PostgreSQL Apache AGE Rails (GraphDB driver questions / problems) #51843

Closed
btihen opened this issue May 15, 2024 · 6 comments
Closed

PostgreSQL Apache AGE Rails (GraphDB driver questions / problems) #51843

btihen opened this issue May 15, 2024 · 6 comments

Comments

@btihen
Copy link

btihen commented May 15, 2024

Steps to reproduce

I am writing a Rails PG Apache AGE adapter (https://age.apache.org/) a PG GraphDB extension.

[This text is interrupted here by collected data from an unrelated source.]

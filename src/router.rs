use futures::future::join_all;
use std::collections::BTreeMap;
use std::sync::Arc;
use std::time::Duration;
use tracing::{debug, warn};

use crate::error::{ThrottlerError, ThrottlerResult};
use crate::shard::Shard;

/// A key's shard, as picked by [`ShardRouter::resolve`].
#[derive(Clone)]
pub struct ResolvedShard {
    pub index: usize,
    pub shard: Arc<dyn Shard>,
}

/// Fixed-slot router: `crc32(key) mod N` over a shard list that never
/// changes after startup. Changing N remaps keys wholesale.
#[derive(Clone)]
pub struct ShardRouter {
    shards: Vec<Arc<dyn Shard>>,
    health_timeout: Duration,
}

impl ShardRouter {
    pub fn new(shards: Vec<Arc<dyn Shard>>, health_timeout: Duration) -> ThrottlerResult<Self> {
        if shards.is_empty() {
            return Err(ThrottlerError::ConfigurationError(
                "at least one shard is required".to_string(),
            ));
        }
        Ok(Self {
            shards,
            health_timeout,
        })
    }

    pub fn len(&self) -> usize {
        self.shards.len()
    }

    pub fn is_empty(&self) -> bool {
        self.shards.is_empty()
    }

    pub fn shards(&self) -> &[Arc<dyn Shard>] {
        &self.shards
    }

    pub fn shard_index(&self, key: &str) -> usize {
        crc32fast::hash(key.as_bytes()) as usize % self.shards.len()
    }

    pub fn resolve(&self, key: &str) -> Option<ResolvedShard> {
        let index = self.shard_index(key);
        let shard = self.shards.get(index)?.clone();
        debug!(key, shard = shard.name(), "resolved shard");
        Some(ResolvedShard { index, shard })
    }

    /// Ping every shard concurrently. Not cached; each call hits the network.
    pub async fn health_snapshot(&self) -> BTreeMap<String, bool> {
        let pings = self.shards.iter().map(|shard| async move {
            let healthy = match tokio::time::timeout(self.health_timeout, shard.ping()).await {
                Ok(Ok(())) => true,
                Ok(Err(e)) => {
                    warn!(shard = shard.name(), error = %e, "shard health check failed");
                    false
                }
                Err(_) => {
                    warn!(shard = shard.name(), timeout = ?self.health_timeout, "shard health check timed out");
                    false
                }
            };
            (shard.name().to_string(), healthy)
        });

        join_all(pings).await.into_iter().collect()
    }

    /// How many of `keys` land on each shard.
    pub fn distribution<'a>(&self, keys: impl IntoIterator<Item = &'a str>) -> BTreeMap<String, usize> {
        let mut counts: BTreeMap<String, usize> = self
            .shards
            .iter()
            .map(|shard| (shard.name().to_string(), 0))
            .collect();
        for key in keys {
            let name = self.shards[self.shard_index(key)].name();
            if let Some(count) = counts.get_mut(name) {
                *count += 1;
            }
        }
        counts
    }
}

#[cfg(test)]
mod tests {
    use super::*;
    use crate::shard::MemoryShard;

    fn router(n: usize) -> (ShardRouter, Vec<Arc<MemoryShard>>) {
        let shards: Vec<Arc<MemoryShard>> = (1..=n)
            .map(|i| Arc::new(MemoryShard::scripted(format!("redis-{}", i))))
            .collect();
        let dyn_shards = shards.iter().map(|s| s.clone() as Arc<dyn Shard>).collect();
        (ShardRouter::new(dyn_shards, Duration::from_millis(100)).unwrap(), shards)
    }

    #[test]
    fn test_empty_shard_list_is_rejected() {
        let err = ShardRouter::new(Vec::new(), Duration::from_secs(1)).err().unwrap();
        assert!(matches!(err, ThrottlerError::ConfigurationError(_)));
    }

    #[test]
    fn test_hash_is_crc32_ieee() {
        // check value of the IEEE polynomial
        assert_eq!(crc32fast::hash(b"123456789"), 0xCBF4_3926);
        let (two, _) = router(2);
        let (three, _) = router(3);
        assert_eq!(two.shard_index("123456789"), 0);
        assert_eq!(three.shard_index("123456789"), 2);
    }

    #[test]
    fn test_resolution_is_deterministic() {
        let (router, _) = router(3);
        for key in ["alice", "bob", "tenant:42", ""] {
            let first = router.resolve(key).unwrap().index;
            for _ in 0..10 {
                assert_eq!(router.resolve(key).unwrap().index, first);
            }
        }
    }

    #[test]
    fn test_distribution_covers_every_shard() {
        let (router, _) = router(3);
        let keys: Vec<String> = (0..300).map(|i| format!("user-{}", i)).collect();
        let counts = router.distribution(keys.iter().map(String::as_str));
        assert_eq!(counts.len(), 3);
        assert_eq!(counts.values().sum::<usize>(), 300);
        assert!(counts.values().all(|&c| c > 0));
    }

    #[tokio::test]
    async fn test_health_snapshot_reports_each_shard() {
        let (router, shards) = router(3);
        shards[1].set_available(false);
        shards[2].set_delay(Duration::from_secs(2));

        let health = router.health_snapshot().await;
        assert_eq!(health.get("redis-1"), Some(&true));
        assert_eq!(health.get("redis-2"), Some(&false));
        assert_eq!(health.get("redis-3"), Some(&false));
    }
}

I have the basics working in development mode, however, I am not sure how to get it to work with both development and test.

I am using the database Config:

default: &default
  adapter: postgresql
  encoding: unicode
  username: postgresUser
  password: postgresPW
  host: localhost
  port: 5455
  # For details on connection pooling, see Rails configuration guide
  # https://guides.rubyonrails.org/configuring.html#database-pooling
  pool: <%= ENV.fetch("RAILS_MAX_THREADS") { 5 } %>
  schema_search_path: "ag_catalog,age_schema,public"

development:
  <<: *default
  database: graphdb_mini_development

test:
  <<: *default
  database: graphdb_mini_test

production:
  <<: *default
  database: graphdb_mini_production
  username: graphdb_mini
  password: <%= ENV["GRAPHDB_MINI_DATABASE_PASSWORD"] %>

I have a setup migration with:

class AddAgeBaseMigration < ActiveRecord::Migration[7.1]
  def change
    # allow age extension
    execute("CREATE EXTENSION IF NOT EXISTS age;")
    # load the age code
    execute("LOAD 'age';")
    # load the ag_catalog into the search path
    execute('SET search_path = ag_catalog, "$user", public;')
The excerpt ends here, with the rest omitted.